- EXERCISE DIRECTIONS -
Your answer must be the lines of the entries below, exactly as written, from the first line through the line containing "let mut output".
-- DATA FOR PROCESSING follows --
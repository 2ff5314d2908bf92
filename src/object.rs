// The object model and its envelope framing.
//
// Serialized envelope format, byte-exact:
//   <kind> <0x20> <payload length as decimal ASCII> <0x00> <payload>
// There is no trailing terminator; the buffer length delimits the payload.

use std::str::from_utf8;

use crate::error::StoreError;

/// A typed, content-addressed unit of storage. The `kind` is an opaque tag
/// (nothing branches on it after storage); the payload is arbitrary bytes.
#[derive(Debug)]
pub struct Object {
    kind: String,
    payload: Vec<u8>,
}

impl Object {
    /// Builds an object, rejecting kinds that cannot round-trip through the
    /// envelope framing (a space or NUL in the kind would shift the header
    /// delimiters).
    pub fn new(kind: &str, payload: Vec<u8>) -> Result<Self, StoreError> {
        if kind.is_empty() || kind.bytes().any(|b| b == b' ' || b == 0) {
            return Err(StoreError::InvalidKind(kind.to_string()));
        }

        Ok(Self {
            kind: kind.to_string(),
            payload,
        })
    }

    pub fn kind(&self) -> &str {
        &self.kind
    }

    pub fn payload(&self) -> &[u8] {
        &self.payload
    }

    pub fn size(&self) -> usize {
        self.payload.len()
    }

    pub fn into_payload(self) -> Vec<u8> {
        self.payload
    }

    /// Serializes the object into its envelope. Pure function of
    /// `(kind, payload)`; the digest is computed over these bytes.
    pub fn encode(&self) -> Vec<u8> {
        let header = format!("{} {}\x00", self.kind, self.payload.len());
        let mut output = Vec::with_capacity(header.len() + self.payload.len());
        output.extend_from_slice(header.as_bytes());
        output.extend_from_slice(&self.payload);
        output
    }

    /// Parses an envelope back into an object.
    pub fn decode(envelope: &[u8]) -> Result<Self, StoreError> {
        let space_idx = envelope
            .iter()
            .position(|&b| b == b' ')
            .ok_or_else(|| StoreError::MalformedEnvelope("missing space in header".into()))?;

        let null_idx = envelope[space_idx..]
            .iter()
            .position(|&b| b == 0)
            .map(|i| i + space_idx)
            .ok_or_else(|| StoreError::MalformedEnvelope("missing null byte in header".into()))?;

        let kind = from_utf8(&envelope[..space_idx])
            .map_err(|_| StoreError::MalformedEnvelope("kind is not valid UTF-8".into()))?;

        let declared_size: usize = from_utf8(&envelope[space_idx + 1..null_idx])
            .ok()
            .and_then(|field| field.parse().ok())
            .ok_or_else(|| StoreError::MalformedEnvelope("bad length field".into()))?;

        let payload = &envelope[null_idx + 1..];
        if declared_size != payload.len() {
            return Err(StoreError::MalformedEnvelope(format!(
                "declared length {} does not match payload length {}",
                declared_size,
                payload.len()
            )));
        }

        // A kind that survives framing can still be empty or carry a NUL
        // ahead of the first space; both are framing violations here.
        Self::new(kind, payload.to_vec())
            .map_err(|_| StoreError::MalformedEnvelope(format!("bad kind {:?}", kind)))
    }
}
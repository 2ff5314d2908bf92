// End-to-end exercises of the public API: bootstrap a repository in a
// scratch directory, then push objects through the full
// encode/hash/compress/persist pipeline and back.

use casket::{Object, ObjectStore, Repository, StoreError};

#[test]
fn store_and_fetch_through_public_api() -> anyhow::Result<()> {
    let dir = tempfile::tempdir()?;
    let repository = Repository::init(dir.path())?;
    let store = ObjectStore::open(&repository);

    let digest = store.put(&Object::new("blob", b"hello world".to_vec())?)?;
    assert_eq!(digest.to_hex(), "95d09f2b10159347eece71399a7e2e907ea3df4f");

    let fetched = store.get(&digest)?;
    assert_eq!(fetched.kind(), "blob");
    assert_eq!(fetched.into_payload(), b"hello world");

    Ok(())
}

#[test]
fn reopened_store_sees_earlier_objects() -> anyhow::Result<()> {
    let dir = tempfile::tempdir()?;
    let repository = Repository::init(dir.path())?;

    let digest = {
        let store = ObjectStore::open(&repository);
        store.put(&Object::new("note", b"survives reopen".to_vec())?)?
    };

    let found = Repository::find(dir.path())?;
    let store = ObjectStore::open(&found);
    assert_eq!(store.get(&digest)?.payload(), b"survives reopen");

    Ok(())
}

#[test]
fn digest_printed_and_parsed_at_the_boundary() -> anyhow::Result<()> {
    let dir = tempfile::tempdir()?;
    let repository = Repository::init(dir.path())?;
    let store = ObjectStore::open(&repository);

    let digest = store.put(&Object::new("blob", b"boundary".to_vec())?)?;

    // Callers address objects by the lowercase hex rendering alone.
    let hex = digest.to_string();
    assert_eq!(hex.len(), 40);
    assert!(hex.bytes().all(|b| b.is_ascii_hexdigit() && !b.is_ascii_uppercase()));

    let parsed = hex.parse()?;
    assert_eq!(store.get(&parsed)?.payload(), b"boundary");

    Ok(())
}

#[test]
fn missing_object_reports_not_found() -> anyhow::Result<()> {
    let dir = tempfile::tempdir()?;
    let repository = Repository::init(dir.path())?;
    let store = ObjectStore::open(&repository);

    let absent = "0123456789abcdef0123456789abcdef01234567".parse()?;
    assert!(matches!(
        store.get(&absent),
        Err(StoreError::ObjectNotFound(_))
    ));

    Ok(())
}
// casket: a minimal content-addressable object store.
//
// Objects are framed into a self-describing envelope, addressed by the SHA-1
// of the envelope bytes, compressed with zlib, and stored under a two-level
// fan-out directory keyed by the hex digest.

pub mod compress;
pub mod digest;
pub mod error;
pub mod object;
pub mod repository;
pub mod store;

pub use digest::Digest;
pub use error::StoreError;
pub use object::Object;
pub use repository::Repository;
pub use store::ObjectStore;
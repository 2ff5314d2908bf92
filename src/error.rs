use std::io;

/// Failures raised by the object store and its codec. All of these are
/// terminal to the operation that raised them; nothing here is retried.
#[derive(Debug, thiserror::Error)]
pub enum StoreError {
    #[error("malformed object envelope: {0}")]
    MalformedEnvelope(String),

    #[error("corrupt object {digest}: {source}")]
    CorruptObject {
        digest: String,
        #[source]
        source: io::Error,
    },

    #[error("object {0} not found")]
    ObjectNotFound(String),

    #[error("invalid object kind {0:?}: must not contain space or NUL")]
    InvalidKind(String),

    #[error(transparent)]
    Io(#[from] io::Error),
}
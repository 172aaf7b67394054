// Logging setup for the skyquery binary
// Diagnostics go to stderr so stdout stays usable for exported sheets

use tracing_subscriber::{fmt, layer::SubscriberExt, util::SubscriberInitExt, EnvFilter};

/// Log format style
#[derive(Debug, Clone, Copy, PartialEq, Eq)]
pub enum LogFormat {
    /// Multi-line human-readable output
    Pretty,
    /// Single-line output (default)
    Compact,
}

/// Logging configuration
#[derive(Debug, Clone)]
pub struct LogConfig {
    /// Filter directive used when `RUST_LOG` is not set
    pub level: String,
    pub format: LogFormat,
}

impl Default for LogConfig {
    fn default() -> Self {
        Self {
            level: "warn".to_string(),
            format: LogFormat::Compact,
        }
    }
}

impl LogConfig {
    /// Set the fallback filter directive
    pub fn with_level<S: Into<String>>(mut self, level: S) -> Self {
        self.level = level.into();
        self
    }

    /// Set log format
    pub fn with_format(mut self, format: LogFormat) -> Self {
        self.format = format;
        self
    }

    /// Build the filter: `RUST_LOG` wins over the configured level
    pub fn filter(&self) -> anyhow::Result<EnvFilter> {
        EnvFilter::try_from_default_env()
            .or_else(|_| EnvFilter::try_new(&self.level))
            .map_err(|e| anyhow::anyhow!("Invalid log level '{}': {}", self.level, e))
    }

    /// Install the global subscriber
    ///
    /// Fails if the filter does not parse or a subscriber is already set.
    pub fn init(self) -> anyhow::Result<()> {
        let filter = self.filter()?;
        let registry = tracing_subscriber::registry().with(filter);

        match self.format {
            LogFormat::Pretty => registry
                .with(fmt::layer().pretty().with_writer(std::io::stderr))
                .try_init()?,
            LogFormat::Compact => registry
                .with(fmt::layer().compact().with_writer(std::io::stderr))
                .try_init()?,
        }
        Ok(())
    }
}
-- DATA FOR PROCESSING concluded --
- SOLUTION BELOW -
repository 2ff5314d2908bf92
filename src/object.rs
// The object model and its envelope framing.
//
// Serialized envelope format, byte-exact:
//   <kind> <0x20> <payload length as decimal ASCII> <0x00> <payload>
// There is no trailing terminator; the buffer length delimits the payload.

use std::str::from_utf8;

use crate::error::StoreError;

/// A typed, content-addressed unit of storage. The `kind` is an opaque tag
/// (nothing branches on it after storage); the payload is arbitrary bytes.
#[derive(Debug)]
pub struct Object {
    kind: String,
    payload: Vec<u8>,
}

impl Object {
    /// Builds an object, rejecting kinds that cannot round-trip through the
    /// envelope framing (a space or NUL in the kind would shift the header
    /// delimiters).
    pub fn new(kind: &str, payload: Vec<u8>) -> Result<Self, StoreError> {
        if kind.is_empty() || kind.bytes().any(|b| b == b' ' || b == 0) {
            return Err(StoreError::InvalidKind(kind.to_string()));
        }

        Ok(Self {
            kind: kind.to_string(),
            payload,
        })
    }

    pub fn kind(&self) -> &str {
        &self.kind
    }

    pub fn payload(&self) -> &[u8] {
        &self.payload
    }

    pub fn size(&self) -> usize {
        self.payload.len()
    }

    pub fn into_payload(self) -> Vec<u8> {
        self.payload
    }

    /// Serializes the object into its envelope. Pure function of
    /// `(kind, payload)`; the digest is computed over these bytes.
    pub fn encode(&self) -> Vec<u8> {
        let header = format!("{} {}\x00", self.kind, self.payload.len());
        let mut output = Vec::with_capacity(header.len() + self.payload.len());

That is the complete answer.